Evolutionary Fuzzy Mixture Models: Applications in Anaesthesia

R. Folland, M.A. Gongora, E.L. Hines, and D.W. Morgan (UK)

Keywords

Fuzzy Inference System, Evolutionary Algorithm, Anaesthesia, Diagnosis, Classification

Abstract

This paper presents a novel application of an Evolutionary Programming based Fuzzy Mixture Model (FMM) system for the determination of a patient's suitability for surgical anaesthesia. Over a three month period 150 patients were examined where blood pressure, heart rate, and arterial oxygenation data was taken, alongside clinical history. Each patient was assessed and their suitability for surgical general anaesthesia (GA) was determined by a consultant anaesthetist and categorised into 3 groups: `suitable for GA', `clearly unsuitable for GA', `possibly suitable for GA (referral...)'. In this work, the FMM rules and mixture membership function parameters for a fuzzy classifier were evolved to produce a discrimination system for the above problem.
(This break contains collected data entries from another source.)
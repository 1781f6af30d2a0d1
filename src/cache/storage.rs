//! Lock-protected read-merge-write of the persisted token cache
//!
//! One update cycle:
//!
//! 1. take the cross-process lock (bounded wait)
//! 2. stat the marker; if its mtime differs from the last one seen, reload
//! 3. hand the current bytes to the caller's mutator
//! 4. write the result and remember the new marker mtime
//! 5. release the lock, on every path
//!
//! Change detection is mtime-only. Two writes landing inside one timestamp
//! tick of a coarse filesystem are indistinguishable; that window is
//! accepted.

use std::path::PathBuf;
use std::sync::{Arc, Mutex, MutexGuard};

use rand::Rng;

use super::{CacheError, CacheSnapshot, MutatorError};
use crate::config::StorageConfig;
use crate::fileio::RetryingFileOps;
use crate::lock::CrossProcessLock;
use crate::observer::{StorageEvent, StorageObserver};
use crate::security::SecureBytes;
use crate::storage::{self, suffixed, SecureStorageAccessor, PROBE_PATH_SUFFIX};

/// Orchestrates lock, marker and secure store for one token cache
pub struct CacheStorage {
    config: StorageConfig,
    accessor: Box<dyn SecureStorageAccessor>,
    lock: CrossProcessLock,
    file_ops: RetryingFileOps,
    observer: Arc<dyn StorageObserver>,
    last_known: Mutex<CacheSnapshot>,
}

impl CacheStorage {
    /// Validates `config` and opens the backend it selects
    pub fn new(
        config: StorageConfig,
        observer: Arc<dyn StorageObserver>,
    ) -> Result<Self, CacheError> {
        config.validate()?;
        let accessor = storage::create_accessor(&config, observer.clone())?;
        Self::with_accessor(config, accessor, observer)
    }

    /// Uses a caller-provided backend
    pub fn with_accessor(
        config: StorageConfig,
        accessor: Box<dyn SecureStorageAccessor>,
        observer: Arc<dyn StorageObserver>,
    ) -> Result<Self, CacheError> {
        config.validate()?;
        let lock = CrossProcessLock::new(config.lock_path(), config.lock_retry, observer.clone());
        let file_ops = RetryingFileOps::new(config.file_retry, observer.clone());
        Ok(Self {
            config,
            accessor,
            lock,
            file_ops,
            observer,
            last_known: Mutex::new(CacheSnapshot::default()),
        })
    }

    pub fn config(&self) -> &StorageConfig {
        &self.config
    }

    pub fn accessor(&self) -> &dyn SecureStorageAccessor {
        self.accessor.as_ref()
    }

    /// Marker path this storage watches
    pub fn marker_path(&self) -> PathBuf {
        self.accessor.marker_path().to_path_buf()
    }

    /// The snapshot from the last completed operation
    pub fn last_known(&self) -> CacheSnapshot {
        self.state().clone()
    }

    /// Reads the current cache, applies `mutator`, and persists the result
    ///
    /// The mutator sees the latest persisted bytes, including changes made
    /// by other processes. If it fails nothing is written. The lock is
    /// released before any error is returned.
    pub fn synchronized_update<F, E>(&self, mutator: F) -> Result<CacheSnapshot, CacheError>
    where
        F: FnOnce(&[u8]) -> Result<Vec<u8>, E>,
        E: Into<MutatorError>,
    {
        // Lock first: the snapshot mutex is never held across an acquisition
        let _handle = self.lock.acquire(self.config.lock_timeout())?;
        let mut last_known = self.state();

        self.reconcile(&mut last_known)?;

        let updated = SecureBytes::new(
            mutator(last_known.data()).map_err(|e| CacheError::Mutator(e.into()))?,
        );

        self.accessor.write(updated.as_bytes())?;
        let version = self.file_ops.modified(self.accessor.marker_path())?;
        *last_known = CacheSnapshot::new(updated, version);

        Ok(last_known.clone())
    }

    /// Applies `mutator` to the in-memory snapshot without persisting it
    ///
    /// The snapshot keeps its version, so the next update builds on these
    /// bytes unless the marker moved in the meantime, in which case the
    /// persisted cache wins.
    pub fn apply_local<F, E>(&self, mutator: F) -> Result<CacheSnapshot, CacheError>
    where
        F: FnOnce(&[u8]) -> Result<Vec<u8>, E>,
        E: Into<MutatorError>,
    {
        let mut last_known = self.state();
        let updated = mutator(last_known.data()).map_err(|e| CacheError::Mutator(e.into()))?;
        *last_known = CacheSnapshot::new(updated, last_known.version());
        Ok(last_known.clone())
    }

    /// Empties the in-memory snapshot without touching storage
    pub fn clear_local(&self) {
        let mut last_known = self.state();
        *last_known = CacheSnapshot::new(SecureBytes::default(), last_known.version());
    }

    /// Returns the current persisted cache, reloading if it changed
    pub fn read(&self) -> Result<CacheSnapshot, CacheError> {
        let _handle = self.lock.acquire(self.config.lock_timeout())?;
        let mut last_known = self.state();
        self.reconcile(&mut last_known)?;
        Ok(last_known.clone())
    }

    /// Deletes marker and secure store entry
    pub fn clear(&self) -> Result<(), CacheError> {
        let _handle = self.lock.acquire(self.config.lock_timeout())?;
        let mut last_known = self.state();
        self.accessor.clear()?;
        *last_known = CacheSnapshot::default();
        Ok(())
    }

    /// Returns true if the marker moved since the last operation
    ///
    /// Unlocked, so only a hint.
    pub fn has_external_change(&self) -> Result<bool, CacheError> {
        let version = self.file_ops.modified(self.accessor.marker_path())?;
        Ok(version != self.state().version())
    }

    /// Checks that this host can really write and read back the secure store
    ///
    /// Works on a probe entry and marker with suffixed identifiers, guarded
    /// by its own lock file, so the real cache is never touched.
    pub fn verify_persistence(&self) -> Result<(), CacheError> {
        let probe = self
            .accessor
            .create_for_persistence_validation()
            .map_err(|e| CacheError::PersistenceValidation(e.to_string()))?;
        let probe_lock = CrossProcessLock::new(
            suffixed(&self.config.lock_path(), PROBE_PATH_SUFFIX),
            self.config.lock_retry,
            self.observer.clone(),
        );
        let _handle = probe_lock.acquire(self.config.lock_timeout())?;

        let dummy = SecureBytes::new(rand::thread_rng().gen::<[u8; 32]>().to_vec());
        let outcome = probe
            .write(dummy.as_bytes())
            .and_then(|()| probe.read())
            .map_err(|e| e.to_string())
            .and_then(|read_back| match read_back {
                Some(bytes) if dummy == bytes.as_slice() => Ok(()),
                Some(_) => Err("read back different bytes than written".to_string()),
                None => Err("nothing read back after write".to_string()),
            });

        // Probe artifacts never outlive the check
        let cleanup = probe.clear();

        outcome.map_err(|reason| {
            self.observer
                .on_event(&StorageEvent::PersistenceDegraded { reason: &reason });
            CacheError::PersistenceValidation(reason)
        })?;
        cleanup.map_err(|e| CacheError::PersistenceValidation(e.to_string()))
    }

    fn reconcile(&self, last_known: &mut CacheSnapshot) -> Result<(), CacheError> {
        let marker = self.accessor.marker_path();
        let version = self.file_ops.modified(marker)?;
        if version != last_known.version() {
            self.observer
                .on_event(&StorageEvent::ExternalChange { marker });
            let data = self.accessor.read()?.unwrap_or_default();
            *last_known = CacheSnapshot::new(data, version);
        }
        Ok(())
    }

    fn state(&self) -> MutexGuard<'_, CacheSnapshot> {
        self.last_known
            .lock()
            .unwrap_or_else(|poisoned| poisoned.into_inner())
    }
}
The evolved system was validated against the classifications made by the consultant and compared to benchmark discrimination systems, namely the Multi Layer Perceptron (MLP) and Radial Basis Function Network (RBFN). In our initial experiments the evolutionary FMM generated a series of mixture membership functions and rule-bases which successfully classified 79.53% of the medical dataset. It over performed the benchmark methods, as the MLP could not successfully learn the discrimination hyperplanes, and the RBFN attained a lower correct classification rate. The Evolutionary FMM was shown to be an attractive mechanism for the computationally-lightweight and robust analysis of this kind of data.